◆ **Data for processing**
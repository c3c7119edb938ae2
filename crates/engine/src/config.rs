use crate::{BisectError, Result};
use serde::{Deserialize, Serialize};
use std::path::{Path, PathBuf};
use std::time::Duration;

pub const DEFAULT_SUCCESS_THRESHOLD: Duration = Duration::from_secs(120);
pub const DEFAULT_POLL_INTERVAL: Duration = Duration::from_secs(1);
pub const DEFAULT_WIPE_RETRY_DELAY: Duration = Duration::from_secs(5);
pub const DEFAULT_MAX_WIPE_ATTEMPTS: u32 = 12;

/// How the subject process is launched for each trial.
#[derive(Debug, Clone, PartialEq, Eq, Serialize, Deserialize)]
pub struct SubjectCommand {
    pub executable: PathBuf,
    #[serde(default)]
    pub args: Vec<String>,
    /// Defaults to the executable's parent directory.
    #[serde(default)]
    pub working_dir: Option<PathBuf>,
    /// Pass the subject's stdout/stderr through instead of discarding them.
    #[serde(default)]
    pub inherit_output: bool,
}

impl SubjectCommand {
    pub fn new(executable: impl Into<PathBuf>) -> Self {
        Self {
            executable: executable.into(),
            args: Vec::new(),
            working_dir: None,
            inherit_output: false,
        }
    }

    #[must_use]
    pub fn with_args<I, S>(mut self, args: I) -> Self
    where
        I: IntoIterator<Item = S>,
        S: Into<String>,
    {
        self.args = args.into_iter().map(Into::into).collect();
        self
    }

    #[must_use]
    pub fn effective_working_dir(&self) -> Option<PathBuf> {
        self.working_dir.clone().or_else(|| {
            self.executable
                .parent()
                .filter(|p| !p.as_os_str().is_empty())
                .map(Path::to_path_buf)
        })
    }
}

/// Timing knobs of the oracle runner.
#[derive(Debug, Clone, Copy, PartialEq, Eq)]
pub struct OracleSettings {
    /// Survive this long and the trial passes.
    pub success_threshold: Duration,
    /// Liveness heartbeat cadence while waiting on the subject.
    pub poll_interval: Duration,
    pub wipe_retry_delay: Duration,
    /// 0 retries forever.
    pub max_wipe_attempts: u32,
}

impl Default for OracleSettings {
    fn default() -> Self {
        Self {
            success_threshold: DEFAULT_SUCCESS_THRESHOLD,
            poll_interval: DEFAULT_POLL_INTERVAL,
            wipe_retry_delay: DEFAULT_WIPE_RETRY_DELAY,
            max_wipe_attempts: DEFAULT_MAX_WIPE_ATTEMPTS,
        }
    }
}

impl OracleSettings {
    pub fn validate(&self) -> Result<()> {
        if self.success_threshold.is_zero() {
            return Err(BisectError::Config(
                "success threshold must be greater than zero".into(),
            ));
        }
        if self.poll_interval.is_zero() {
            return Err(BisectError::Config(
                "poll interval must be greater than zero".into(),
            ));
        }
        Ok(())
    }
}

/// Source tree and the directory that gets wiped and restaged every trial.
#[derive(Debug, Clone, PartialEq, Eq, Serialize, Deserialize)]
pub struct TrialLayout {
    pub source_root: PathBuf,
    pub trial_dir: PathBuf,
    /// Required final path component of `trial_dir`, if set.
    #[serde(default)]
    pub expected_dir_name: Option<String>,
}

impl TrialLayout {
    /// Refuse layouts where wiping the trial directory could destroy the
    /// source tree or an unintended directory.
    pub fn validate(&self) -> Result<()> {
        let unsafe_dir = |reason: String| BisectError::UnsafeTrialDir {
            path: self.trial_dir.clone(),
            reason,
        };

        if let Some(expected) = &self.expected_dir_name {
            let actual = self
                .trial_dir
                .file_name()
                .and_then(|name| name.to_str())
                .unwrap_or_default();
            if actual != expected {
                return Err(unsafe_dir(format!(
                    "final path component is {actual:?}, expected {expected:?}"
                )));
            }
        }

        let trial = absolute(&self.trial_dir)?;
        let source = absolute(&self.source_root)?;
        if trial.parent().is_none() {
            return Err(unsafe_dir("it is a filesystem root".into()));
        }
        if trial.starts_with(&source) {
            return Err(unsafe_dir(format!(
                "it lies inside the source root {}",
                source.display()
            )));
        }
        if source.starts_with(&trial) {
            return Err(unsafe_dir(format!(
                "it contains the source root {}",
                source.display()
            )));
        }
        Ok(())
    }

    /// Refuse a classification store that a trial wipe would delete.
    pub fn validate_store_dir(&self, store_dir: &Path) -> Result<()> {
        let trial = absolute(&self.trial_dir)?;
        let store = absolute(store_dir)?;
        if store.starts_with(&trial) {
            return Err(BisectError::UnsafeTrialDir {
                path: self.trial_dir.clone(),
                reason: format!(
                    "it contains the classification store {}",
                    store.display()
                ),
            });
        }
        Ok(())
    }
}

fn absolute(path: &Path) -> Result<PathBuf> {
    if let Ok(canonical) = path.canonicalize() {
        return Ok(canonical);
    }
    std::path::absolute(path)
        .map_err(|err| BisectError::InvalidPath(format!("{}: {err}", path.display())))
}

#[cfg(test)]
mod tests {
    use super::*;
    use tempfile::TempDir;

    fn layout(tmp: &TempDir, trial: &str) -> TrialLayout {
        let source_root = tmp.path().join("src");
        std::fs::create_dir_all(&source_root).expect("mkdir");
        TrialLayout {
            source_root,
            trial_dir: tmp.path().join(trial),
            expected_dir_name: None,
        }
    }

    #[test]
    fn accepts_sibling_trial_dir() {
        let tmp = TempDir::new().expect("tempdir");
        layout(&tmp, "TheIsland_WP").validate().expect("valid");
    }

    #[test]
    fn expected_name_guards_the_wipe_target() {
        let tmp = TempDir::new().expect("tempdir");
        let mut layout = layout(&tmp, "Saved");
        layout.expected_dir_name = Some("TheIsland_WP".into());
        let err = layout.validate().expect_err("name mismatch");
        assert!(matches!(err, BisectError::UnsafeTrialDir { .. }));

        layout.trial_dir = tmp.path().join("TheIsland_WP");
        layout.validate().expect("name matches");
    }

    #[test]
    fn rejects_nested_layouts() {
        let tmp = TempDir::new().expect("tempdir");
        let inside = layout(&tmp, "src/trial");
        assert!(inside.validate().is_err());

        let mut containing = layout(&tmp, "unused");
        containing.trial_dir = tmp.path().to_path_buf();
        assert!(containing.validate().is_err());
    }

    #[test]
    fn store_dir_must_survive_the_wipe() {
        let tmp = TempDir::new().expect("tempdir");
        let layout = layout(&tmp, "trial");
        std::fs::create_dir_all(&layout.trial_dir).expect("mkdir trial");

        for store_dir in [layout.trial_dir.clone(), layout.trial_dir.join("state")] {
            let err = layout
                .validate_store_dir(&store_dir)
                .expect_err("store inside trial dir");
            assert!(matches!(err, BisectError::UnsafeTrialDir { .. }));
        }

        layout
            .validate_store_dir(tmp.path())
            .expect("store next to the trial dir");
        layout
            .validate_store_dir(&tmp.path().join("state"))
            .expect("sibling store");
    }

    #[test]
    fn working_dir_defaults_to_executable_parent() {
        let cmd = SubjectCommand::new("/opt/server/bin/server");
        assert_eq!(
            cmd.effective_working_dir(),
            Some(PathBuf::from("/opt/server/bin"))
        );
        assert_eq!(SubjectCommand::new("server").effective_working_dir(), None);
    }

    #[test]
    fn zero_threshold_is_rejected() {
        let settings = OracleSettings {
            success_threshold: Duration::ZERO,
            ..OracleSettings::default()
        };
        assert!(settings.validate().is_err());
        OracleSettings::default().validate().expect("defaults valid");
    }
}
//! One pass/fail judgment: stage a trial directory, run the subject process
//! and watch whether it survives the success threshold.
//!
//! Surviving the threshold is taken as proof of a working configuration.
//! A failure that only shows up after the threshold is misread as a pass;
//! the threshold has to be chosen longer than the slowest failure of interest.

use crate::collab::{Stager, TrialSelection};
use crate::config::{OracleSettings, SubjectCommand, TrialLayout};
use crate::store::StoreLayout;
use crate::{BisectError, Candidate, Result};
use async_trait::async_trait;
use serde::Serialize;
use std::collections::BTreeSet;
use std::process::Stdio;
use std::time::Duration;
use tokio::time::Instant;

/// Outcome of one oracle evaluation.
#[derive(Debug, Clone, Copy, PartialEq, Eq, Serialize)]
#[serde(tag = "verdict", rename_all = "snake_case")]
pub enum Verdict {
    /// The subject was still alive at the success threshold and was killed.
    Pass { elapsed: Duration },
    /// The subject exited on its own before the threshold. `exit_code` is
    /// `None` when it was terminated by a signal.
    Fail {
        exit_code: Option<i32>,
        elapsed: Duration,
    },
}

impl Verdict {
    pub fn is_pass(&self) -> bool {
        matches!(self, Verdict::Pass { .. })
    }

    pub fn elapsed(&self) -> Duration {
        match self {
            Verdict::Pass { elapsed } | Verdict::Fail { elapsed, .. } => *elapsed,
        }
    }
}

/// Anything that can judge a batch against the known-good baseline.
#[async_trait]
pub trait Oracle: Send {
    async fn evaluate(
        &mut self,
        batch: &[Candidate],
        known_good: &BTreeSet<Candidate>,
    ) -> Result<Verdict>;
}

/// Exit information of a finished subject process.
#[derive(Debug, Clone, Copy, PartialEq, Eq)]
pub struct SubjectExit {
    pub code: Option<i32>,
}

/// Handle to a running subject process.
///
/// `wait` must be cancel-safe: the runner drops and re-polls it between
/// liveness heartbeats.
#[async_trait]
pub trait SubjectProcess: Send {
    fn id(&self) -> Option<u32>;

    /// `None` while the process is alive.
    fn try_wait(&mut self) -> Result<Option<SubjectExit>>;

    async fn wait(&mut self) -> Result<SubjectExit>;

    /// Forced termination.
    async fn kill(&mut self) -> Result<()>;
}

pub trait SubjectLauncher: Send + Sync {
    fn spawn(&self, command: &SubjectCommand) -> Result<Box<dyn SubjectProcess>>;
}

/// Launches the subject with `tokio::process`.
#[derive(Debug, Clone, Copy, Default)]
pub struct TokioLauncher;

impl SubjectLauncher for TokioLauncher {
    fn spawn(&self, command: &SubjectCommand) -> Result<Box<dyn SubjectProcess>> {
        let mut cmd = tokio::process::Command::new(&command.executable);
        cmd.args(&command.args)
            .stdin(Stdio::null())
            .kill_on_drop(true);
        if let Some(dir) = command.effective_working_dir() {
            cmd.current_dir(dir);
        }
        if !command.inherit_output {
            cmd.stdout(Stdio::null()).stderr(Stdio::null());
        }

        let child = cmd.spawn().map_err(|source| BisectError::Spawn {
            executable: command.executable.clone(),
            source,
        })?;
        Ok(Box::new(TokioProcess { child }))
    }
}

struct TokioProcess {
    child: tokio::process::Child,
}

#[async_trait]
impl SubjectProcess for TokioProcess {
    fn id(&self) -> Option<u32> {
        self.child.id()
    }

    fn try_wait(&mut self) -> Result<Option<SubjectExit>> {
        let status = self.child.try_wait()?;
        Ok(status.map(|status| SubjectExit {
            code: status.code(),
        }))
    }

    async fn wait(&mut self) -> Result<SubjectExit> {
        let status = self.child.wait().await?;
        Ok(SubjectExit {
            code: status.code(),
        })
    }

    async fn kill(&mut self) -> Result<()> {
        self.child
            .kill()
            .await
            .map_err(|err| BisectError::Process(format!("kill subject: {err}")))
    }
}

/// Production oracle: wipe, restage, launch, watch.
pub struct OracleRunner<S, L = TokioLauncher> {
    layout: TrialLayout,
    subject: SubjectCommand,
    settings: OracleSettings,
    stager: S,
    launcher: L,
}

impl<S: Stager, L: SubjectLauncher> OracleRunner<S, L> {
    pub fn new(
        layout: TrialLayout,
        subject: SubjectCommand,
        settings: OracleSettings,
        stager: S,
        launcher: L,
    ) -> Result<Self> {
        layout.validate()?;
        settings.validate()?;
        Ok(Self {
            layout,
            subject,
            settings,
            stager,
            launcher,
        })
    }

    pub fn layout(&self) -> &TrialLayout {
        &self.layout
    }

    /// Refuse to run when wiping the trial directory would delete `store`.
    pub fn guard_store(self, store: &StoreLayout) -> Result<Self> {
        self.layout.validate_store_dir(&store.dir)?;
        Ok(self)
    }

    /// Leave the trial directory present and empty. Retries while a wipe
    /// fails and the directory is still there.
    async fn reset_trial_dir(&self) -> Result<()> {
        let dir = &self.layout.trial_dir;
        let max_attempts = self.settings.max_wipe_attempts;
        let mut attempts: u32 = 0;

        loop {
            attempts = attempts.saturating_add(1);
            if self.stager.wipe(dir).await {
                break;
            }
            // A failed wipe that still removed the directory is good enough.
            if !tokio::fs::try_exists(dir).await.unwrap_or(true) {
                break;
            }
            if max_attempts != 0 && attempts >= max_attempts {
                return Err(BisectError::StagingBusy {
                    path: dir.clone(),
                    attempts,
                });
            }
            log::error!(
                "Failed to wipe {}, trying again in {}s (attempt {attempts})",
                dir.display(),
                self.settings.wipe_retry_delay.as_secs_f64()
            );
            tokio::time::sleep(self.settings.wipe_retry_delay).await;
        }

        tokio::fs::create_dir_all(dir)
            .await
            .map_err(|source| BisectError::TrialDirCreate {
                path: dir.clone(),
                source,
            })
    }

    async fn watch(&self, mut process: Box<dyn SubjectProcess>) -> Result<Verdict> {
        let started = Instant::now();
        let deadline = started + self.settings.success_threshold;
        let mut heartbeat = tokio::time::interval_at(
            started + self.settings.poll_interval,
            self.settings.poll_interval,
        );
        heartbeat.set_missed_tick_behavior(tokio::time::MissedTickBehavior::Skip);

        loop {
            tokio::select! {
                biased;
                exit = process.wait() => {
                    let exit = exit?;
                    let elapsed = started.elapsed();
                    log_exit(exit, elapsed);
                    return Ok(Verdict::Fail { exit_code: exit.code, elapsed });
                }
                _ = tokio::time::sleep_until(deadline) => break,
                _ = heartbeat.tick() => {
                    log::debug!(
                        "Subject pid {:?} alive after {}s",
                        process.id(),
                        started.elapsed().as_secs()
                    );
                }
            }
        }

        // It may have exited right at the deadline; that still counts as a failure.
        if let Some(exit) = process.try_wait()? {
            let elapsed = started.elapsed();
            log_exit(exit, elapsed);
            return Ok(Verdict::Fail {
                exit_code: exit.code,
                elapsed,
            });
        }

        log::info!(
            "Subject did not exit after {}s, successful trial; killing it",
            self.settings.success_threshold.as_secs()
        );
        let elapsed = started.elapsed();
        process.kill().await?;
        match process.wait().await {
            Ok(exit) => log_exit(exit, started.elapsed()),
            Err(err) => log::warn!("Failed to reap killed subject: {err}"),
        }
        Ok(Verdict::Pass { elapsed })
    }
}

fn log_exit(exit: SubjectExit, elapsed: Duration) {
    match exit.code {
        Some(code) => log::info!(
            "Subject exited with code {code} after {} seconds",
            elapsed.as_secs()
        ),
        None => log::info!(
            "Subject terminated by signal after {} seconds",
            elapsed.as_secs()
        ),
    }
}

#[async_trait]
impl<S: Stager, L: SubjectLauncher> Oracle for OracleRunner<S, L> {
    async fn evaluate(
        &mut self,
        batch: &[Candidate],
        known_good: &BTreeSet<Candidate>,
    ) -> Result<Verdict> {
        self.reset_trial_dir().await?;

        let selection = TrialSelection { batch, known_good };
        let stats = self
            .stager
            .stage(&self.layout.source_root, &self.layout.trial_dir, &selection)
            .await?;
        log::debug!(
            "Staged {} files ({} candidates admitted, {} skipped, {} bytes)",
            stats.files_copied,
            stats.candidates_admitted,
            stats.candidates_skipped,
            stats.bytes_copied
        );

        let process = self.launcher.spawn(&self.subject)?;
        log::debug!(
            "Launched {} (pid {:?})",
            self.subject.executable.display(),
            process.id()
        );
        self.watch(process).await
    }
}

◆ **What you need to do**
Locate the word "reason" in the records and collect each line it appears in.

◆ **Reply to the task**
        let unsafe_dir = |reason: String| BisectError::UnsafeTrialDir {
            reason,
                reason: format!(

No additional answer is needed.